===== DATA FOR THE TASK

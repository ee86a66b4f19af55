use super::config::ConnectionConfig;
use super::{ClusterSession, SessionFactory};
use crate::core::{ClusterError, ClusterSettings, Membership, Result, ServerInfo, ShardMapDocument};
use async_trait::async_trait;
use reqwest::{Client, Method, RequestBuilder, Response, StatusCode, Url};
use serde::Deserialize;
use serde::de::DeserializeOwned;
use serde_json::Value;

/// Path of the node-local database holding one shard map per database.
const SHARD_MAP_DB: [&str; 3] = ["_node", "_local", "_dbs"];

/// Opens `reqwest`-backed sessions against CouchDB's HTTP API
#[derive(Debug, Clone, Default)]
pub struct HttpSessionFactory;

impl HttpSessionFactory {
    pub fn new() -> Self {
        Self
    }
}

#[async_trait]
impl SessionFactory for HttpSessionFactory {
    type Session = HttpSession;

    async fn open(&self, endpoint: &ConnectionConfig) -> Result<HttpSession> {
        let mut builder = Client::builder().connect_timeout(endpoint.connect_timeout);
        if let Some(timeout) = endpoint.request_timeout {
            builder = builder.timeout(timeout);
        }
        let mut session = HttpSession {
            client: builder.build()?,
            config: endpoint.clone(),
        };
        session.info().await?;
        Ok(session)
    }
}

/// Session to one node over HTTP
pub struct HttpSession {
    client: Client,
    config: ConnectionConfig,
}

#[derive(Deserialize)]
struct DatabaseInfo {
    #[serde(default)]
    doc_count: u64,
    #[serde(default)]
    doc_del_count: u64,
}

impl HttpSession {
    fn url_for(&self, segments: &[&str]) -> Url {
        let mut url = self.config.url.clone();
        if let Ok(mut path) = url.path_segments_mut() {
            path.pop_if_empty().extend(segments);
        }
        url
    }

    fn request(&self, method: Method, url: Url) -> RequestBuilder {
        let request = self.client.request(method, url);
        match &self.config.username {
            Some(username) => request.basic_auth(username, self.config.password.as_ref()),
            None => request,
        }
    }

    async fn get_json<T: DeserializeOwned>(&self, segments: &[&str]) -> Result<T> {
        let url = self.url_for(segments);
        let response = self.request(Method::GET, url.clone()).send().await?;
        read_json(response, &url).await
    }
}

async fn status_error(response: Response, url: &Url) -> ClusterError {
    let status = response.status().as_u16();
    let body = response.text().await.unwrap_or_default();
    ClusterError::Status {
        status,
        path: url.path().to_string(),
        body,
    }
}

async fn read_json<T: DeserializeOwned>(response: Response, url: &Url) -> Result<T> {
    if !response.status().is_success() {
        return Err(status_error(response, url).await);
    }
    Ok(response.json::<T>().await?)
}

#[async_trait]
impl ClusterSession for HttpSession {
    async fn info(&mut self) -> Result<ServerInfo> {
        self.get_json(&[]).await
    }

    async fn list_databases(&mut self, start_key: Option<&str>, limit: usize) -> Result<Vec<String>> {
        let url = self.url_for(&["_all_dbs"]);
        let mut query = vec![("limit", limit.to_string())];
        if let Some(key) = start_key {
            query.push(("start_key", serde_json::to_string(key)?));
        }
        let response = self
            .request(Method::GET, url.clone())
            .query(&query)
            .send()
            .await?;
        read_json(response, &url).await
    }

    async fn get_shard_map(&mut self, db: &str) -> Result<Option<ShardMapDocument>> {
        let url = self.url_for(&[SHARD_MAP_DB[0], SHARD_MAP_DB[1], SHARD_MAP_DB[2], db]);
        let response = self.request(Method::GET, url.clone()).send().await?;
        if response.status() == StatusCode::NOT_FOUND {
            return Ok(None);
        }
        let raw: Value = read_json(response, &url).await?;
        ShardMapDocument::from_json(db, raw).map(Some)
    }

    async fn put_shard_map(&mut self, db: &str, doc: &ShardMapDocument) -> Result<()> {
        let url = self.url_for(&[SHARD_MAP_DB[0], SHARD_MAP_DB[1], SHARD_MAP_DB[2], db]);
        let response = self
            .request(Method::PUT, url.clone())
            .json(&doc.to_json()?)
            .send()
            .await?;
        if response.status() == StatusCode::NOT_FOUND {
            return Err(ClusterError::DocumentMissing(db.to_string()));
        }
        if !response.status().is_success() {
            return Err(status_error(response, &url).await);
        }
        Ok(())
    }

    async fn membership(&mut self) -> Result<Membership> {
        self.get_json(&["_membership"]).await
    }

    async fn cluster_settings(&mut self) -> Result<ClusterSettings> {
        let raw: Value = self
            .get_json(&["_node", "_local", "_config", "cluster"])
            .await?;
        ClusterSettings::from_json(&raw)
    }

    async fn metadata_count(&mut self) -> Result<u64> {
        let info: DatabaseInfo = self.get_json(&SHARD_MAP_DB).await?;
        Ok(info.doc_count + info.doc_del_count)
    }
}
use super::{ItemOutcome, ItemTransform, PipelineReport};
use crate::connection::config::{ConnectionConfig, RetryPolicy};
use crate::connection::{SessionFactory, connect};
use crate::core::{ClusterError, Result};
use crate::progress::{ProgressEvent, ProgressSink};
use futures::{Stream, StreamExt};
use std::fmt::Display;
use std::sync::Arc;
use tokio::sync::{Mutex, mpsc, watch};
use tracing::{Level, event};

/// Terminal outcome of one pipeline task
pub(super) enum TaskReport {
    Produced { batches: u64, items: u64 },
    Consumed(PipelineReport),
}

/// Resolves once the cancel flag is raised; never resolves otherwise.
async fn cancelled(cancel: &mut watch::Receiver<bool>) {
    let raised = cancel.wait_for(|flag| *flag).await.is_ok();
    if !raised {
        std::future::pending::<()>().await;
    }
}

/// Pushes one batch, suspending while the queue is full.
async fn push<T>(
    batches: &mpsc::Sender<Vec<T>>,
    batch: Vec<T>,
    cancel: &mut watch::Receiver<bool>,
) -> Result<()> {
    tokio::select! {
        biased;
        _ = cancelled(cancel) => Err(ClusterError::Cancelled),
        sent = batches.send(batch) => sent.map_err(|_| ClusterError::Cancelled),
    }
}

async fn pull<T>(batches: &Mutex<mpsc::Receiver<Vec<T>>>) -> Option<Vec<T>> {
    batches.lock().await.recv().await
}

pub(super) async fn produce<T, St>(
    source: St,
    batches: mpsc::Sender<Vec<T>>,
    batch_size: usize,
    mut cancel: watch::Receiver<bool>,
) -> Result<TaskReport>
where
    St: Stream<Item = Result<T>> + Send,
{
    let mut source = Box::pin(source);
    let mut batch = Vec::with_capacity(batch_size);
    let mut sent = 0u64;
    let mut items = 0u64;

    while let Some(item) = source.next().await {
        if *cancel.borrow() {
            return Err(ClusterError::Cancelled);
        }
        batch.push(item?);
        items += 1;
        if batch.len() >= batch_size {
            let full = std::mem::replace(&mut batch, Vec::with_capacity(batch_size));
            push(&batches, full, &mut cancel).await?;
            sent += 1;
        }
    }

    if !batch.is_empty() {
        push(&batches, batch, &mut cancel).await?;
        sent += 1;
    }

    event!(Level::DEBUG, batches = sent, items, "producer finished");
    Ok(TaskReport::Produced {
        batches: sent,
        items,
    })
}

#[allow(clippy::too_many_arguments)]
pub(super) async fn consume<F, T, X>(
    id: usize,
    factory: Arc<F>,
    endpoint: ConnectionConfig,
    retry: RetryPolicy,
    batches: Arc<Mutex<mpsc::Receiver<Vec<T>>>>,
    transform: Arc<X>,
    progress: Arc<dyn ProgressSink>,
    mut cancel: watch::Receiver<bool>,
) -> Result<TaskReport>
where
    F: SessionFactory,
    T: Display + Send + Sync,
    X: ItemTransform<F::Session, T>,
{
    let mut session = tokio::select! {
        biased;
        _ = cancelled(&mut cancel) => return Err(ClusterError::Cancelled),
        session = connect(factory.as_ref(), &endpoint, &retry) => session?,
    };

    let mut stats = PipelineReport::default();
    loop {
        let batch = tokio::select! {
            biased;
            _ = cancelled(&mut cancel) => return Err(ClusterError::Cancelled),
            batch = pull(&batches) => batch,
        };
        let Some(batch) = batch else {
            break;
        };

        for item in &batch {
            match transform.apply(&mut session, item).await {
                Ok(ItemOutcome::Applied) => stats.applied += 1,
                Ok(ItemOutcome::Skipped) => stats.skipped += 1,
                Err(ClusterError::DocumentMissing(name)) => {
                    stats.skipped += 1;
                    progress.emit(ProgressEvent::ItemSkipped { item: name });
                }
                Err(err) => return Err(ClusterError::in_transform(item.to_string(), err)),
            }
        }

        stats.batches += 1;
        progress.emit(ProgressEvent::BatchCompleted {
            worker: id,
            batch_len: batch.len(),
            processed: stats.processed(),
        });
    }

    event!(Level::DEBUG, applied = stats.applied, skipped = stats.skipped, "worker finished");
    Ok(TaskReport::Consumed(stats))
}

==========

Quote exactly the first line of the data and every line after it through the one holding "use serde::Deserialize;".

repository ee86a66b4f19af55
use super::config::ConnectionConfig;
use super::{ClusterSession, SessionFactory};
use crate::core::{ClusterError, ClusterSettings, Membership, Result, ServerInfo, ShardMapDocument};
use async_trait::async_trait;
use reqwest::{Client, Method, RequestBuilder, Response, StatusCode, Url};
use serde::Deserialize;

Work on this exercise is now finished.